● **Work to complete**: Find every line in the records below that holds the word "NoteDeleted" and copy it.

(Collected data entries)
──────
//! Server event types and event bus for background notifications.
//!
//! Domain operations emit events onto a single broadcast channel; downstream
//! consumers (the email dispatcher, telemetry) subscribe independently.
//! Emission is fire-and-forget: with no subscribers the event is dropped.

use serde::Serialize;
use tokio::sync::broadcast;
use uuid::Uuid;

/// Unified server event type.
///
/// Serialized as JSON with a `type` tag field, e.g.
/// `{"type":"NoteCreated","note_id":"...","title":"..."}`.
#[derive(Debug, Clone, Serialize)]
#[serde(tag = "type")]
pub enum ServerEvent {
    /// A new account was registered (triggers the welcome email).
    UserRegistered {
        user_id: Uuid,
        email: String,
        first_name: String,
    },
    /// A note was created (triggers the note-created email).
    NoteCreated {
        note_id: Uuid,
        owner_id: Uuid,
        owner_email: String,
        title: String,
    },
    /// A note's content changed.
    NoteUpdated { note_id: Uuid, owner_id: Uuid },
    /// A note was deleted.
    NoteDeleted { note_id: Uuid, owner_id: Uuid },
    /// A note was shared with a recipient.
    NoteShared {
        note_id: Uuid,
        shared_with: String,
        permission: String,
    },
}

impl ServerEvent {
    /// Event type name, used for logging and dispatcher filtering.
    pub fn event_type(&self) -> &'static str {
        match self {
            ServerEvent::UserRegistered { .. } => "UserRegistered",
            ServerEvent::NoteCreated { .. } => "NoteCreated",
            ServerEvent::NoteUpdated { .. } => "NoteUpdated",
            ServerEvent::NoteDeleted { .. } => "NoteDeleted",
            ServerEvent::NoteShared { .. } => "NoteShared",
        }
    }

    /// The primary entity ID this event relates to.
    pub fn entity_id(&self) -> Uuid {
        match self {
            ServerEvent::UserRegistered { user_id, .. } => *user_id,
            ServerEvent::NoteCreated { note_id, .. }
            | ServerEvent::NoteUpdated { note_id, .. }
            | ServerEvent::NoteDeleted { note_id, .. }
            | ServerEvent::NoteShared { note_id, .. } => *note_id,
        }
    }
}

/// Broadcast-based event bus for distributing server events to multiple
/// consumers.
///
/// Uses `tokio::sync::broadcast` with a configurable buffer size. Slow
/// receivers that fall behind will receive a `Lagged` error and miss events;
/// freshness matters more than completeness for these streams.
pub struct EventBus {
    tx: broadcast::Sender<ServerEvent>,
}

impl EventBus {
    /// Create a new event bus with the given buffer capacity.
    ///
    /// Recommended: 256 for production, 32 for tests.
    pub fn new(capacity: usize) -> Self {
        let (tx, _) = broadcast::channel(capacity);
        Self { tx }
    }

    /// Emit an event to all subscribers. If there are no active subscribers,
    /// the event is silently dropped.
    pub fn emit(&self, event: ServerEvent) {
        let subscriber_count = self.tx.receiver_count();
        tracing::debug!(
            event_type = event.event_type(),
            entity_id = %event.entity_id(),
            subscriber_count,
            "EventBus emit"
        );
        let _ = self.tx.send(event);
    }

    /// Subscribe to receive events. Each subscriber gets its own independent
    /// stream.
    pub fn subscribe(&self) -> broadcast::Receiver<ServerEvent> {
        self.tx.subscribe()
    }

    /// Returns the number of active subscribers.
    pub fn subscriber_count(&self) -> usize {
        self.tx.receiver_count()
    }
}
──────
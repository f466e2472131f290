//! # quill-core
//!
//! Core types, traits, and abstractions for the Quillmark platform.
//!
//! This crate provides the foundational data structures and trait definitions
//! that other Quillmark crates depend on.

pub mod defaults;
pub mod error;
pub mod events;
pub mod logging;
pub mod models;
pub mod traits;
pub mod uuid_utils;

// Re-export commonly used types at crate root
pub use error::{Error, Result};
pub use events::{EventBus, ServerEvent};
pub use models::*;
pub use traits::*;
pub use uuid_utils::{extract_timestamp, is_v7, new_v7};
──────
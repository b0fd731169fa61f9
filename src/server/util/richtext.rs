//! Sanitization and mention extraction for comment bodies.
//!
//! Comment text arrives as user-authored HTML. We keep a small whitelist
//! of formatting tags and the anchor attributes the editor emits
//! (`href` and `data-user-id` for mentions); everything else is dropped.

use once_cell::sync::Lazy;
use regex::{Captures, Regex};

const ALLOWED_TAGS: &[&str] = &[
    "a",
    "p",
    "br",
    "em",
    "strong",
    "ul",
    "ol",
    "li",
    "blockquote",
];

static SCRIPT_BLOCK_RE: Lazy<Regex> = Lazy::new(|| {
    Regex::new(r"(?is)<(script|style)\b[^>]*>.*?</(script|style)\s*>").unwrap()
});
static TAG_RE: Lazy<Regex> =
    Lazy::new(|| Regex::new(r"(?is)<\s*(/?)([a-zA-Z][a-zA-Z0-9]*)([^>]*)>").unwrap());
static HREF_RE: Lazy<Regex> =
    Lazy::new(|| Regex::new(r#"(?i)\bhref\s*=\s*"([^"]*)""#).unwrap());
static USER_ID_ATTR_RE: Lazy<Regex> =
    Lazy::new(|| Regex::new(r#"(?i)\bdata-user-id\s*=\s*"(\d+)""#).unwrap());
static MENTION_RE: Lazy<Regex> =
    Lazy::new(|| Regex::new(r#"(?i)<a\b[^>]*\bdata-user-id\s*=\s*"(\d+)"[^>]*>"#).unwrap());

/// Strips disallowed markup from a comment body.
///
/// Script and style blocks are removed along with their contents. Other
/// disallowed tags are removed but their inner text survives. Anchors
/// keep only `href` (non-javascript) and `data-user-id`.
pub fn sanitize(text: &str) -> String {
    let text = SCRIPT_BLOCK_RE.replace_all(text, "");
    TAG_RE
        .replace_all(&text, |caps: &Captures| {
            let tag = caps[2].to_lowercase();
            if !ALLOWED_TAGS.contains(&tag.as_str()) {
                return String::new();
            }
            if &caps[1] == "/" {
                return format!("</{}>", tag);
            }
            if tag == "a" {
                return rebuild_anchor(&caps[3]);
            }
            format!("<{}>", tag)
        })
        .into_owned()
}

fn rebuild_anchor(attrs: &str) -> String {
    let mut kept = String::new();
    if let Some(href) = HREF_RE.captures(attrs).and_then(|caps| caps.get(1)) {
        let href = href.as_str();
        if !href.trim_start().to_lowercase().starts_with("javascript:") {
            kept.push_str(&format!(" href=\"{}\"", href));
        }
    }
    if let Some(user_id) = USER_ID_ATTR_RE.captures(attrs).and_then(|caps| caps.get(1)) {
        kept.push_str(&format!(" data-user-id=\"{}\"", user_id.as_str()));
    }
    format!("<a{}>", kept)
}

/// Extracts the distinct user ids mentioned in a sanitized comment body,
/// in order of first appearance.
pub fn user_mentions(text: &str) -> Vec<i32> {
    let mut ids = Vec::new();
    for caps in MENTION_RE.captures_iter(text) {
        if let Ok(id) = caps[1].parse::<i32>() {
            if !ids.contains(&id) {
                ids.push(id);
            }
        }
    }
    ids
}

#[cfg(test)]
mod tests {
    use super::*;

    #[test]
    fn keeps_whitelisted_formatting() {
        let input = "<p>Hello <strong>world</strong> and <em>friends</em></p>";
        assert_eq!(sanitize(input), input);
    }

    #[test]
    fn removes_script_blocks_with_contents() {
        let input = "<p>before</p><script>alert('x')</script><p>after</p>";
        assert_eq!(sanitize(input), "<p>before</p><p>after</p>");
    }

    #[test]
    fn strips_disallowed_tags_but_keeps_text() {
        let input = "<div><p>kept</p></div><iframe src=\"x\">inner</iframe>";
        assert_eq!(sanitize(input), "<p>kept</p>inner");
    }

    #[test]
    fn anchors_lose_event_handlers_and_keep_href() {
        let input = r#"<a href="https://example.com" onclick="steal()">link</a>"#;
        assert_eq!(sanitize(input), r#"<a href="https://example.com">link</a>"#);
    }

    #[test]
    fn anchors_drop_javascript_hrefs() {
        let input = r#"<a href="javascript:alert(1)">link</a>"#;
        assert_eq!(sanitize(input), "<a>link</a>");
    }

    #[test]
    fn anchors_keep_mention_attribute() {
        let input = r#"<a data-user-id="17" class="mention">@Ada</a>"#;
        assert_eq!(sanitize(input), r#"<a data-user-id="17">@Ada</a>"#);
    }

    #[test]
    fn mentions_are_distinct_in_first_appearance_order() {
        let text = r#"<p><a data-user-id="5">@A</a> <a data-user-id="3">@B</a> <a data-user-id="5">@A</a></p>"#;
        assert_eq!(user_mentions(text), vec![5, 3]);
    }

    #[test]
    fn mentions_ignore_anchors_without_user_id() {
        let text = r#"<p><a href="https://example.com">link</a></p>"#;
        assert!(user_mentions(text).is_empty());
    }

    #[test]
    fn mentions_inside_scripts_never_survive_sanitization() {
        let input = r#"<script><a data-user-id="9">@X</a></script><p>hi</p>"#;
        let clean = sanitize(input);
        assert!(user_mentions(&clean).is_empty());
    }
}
──────
● **Exercise response**:
    NoteDeleted { note_id: Uuid, owner_id: Uuid },
            ServerEvent::NoteDeleted { .. } => "NoteDeleted",
            | ServerEvent::NoteDeleted { note_id, .. }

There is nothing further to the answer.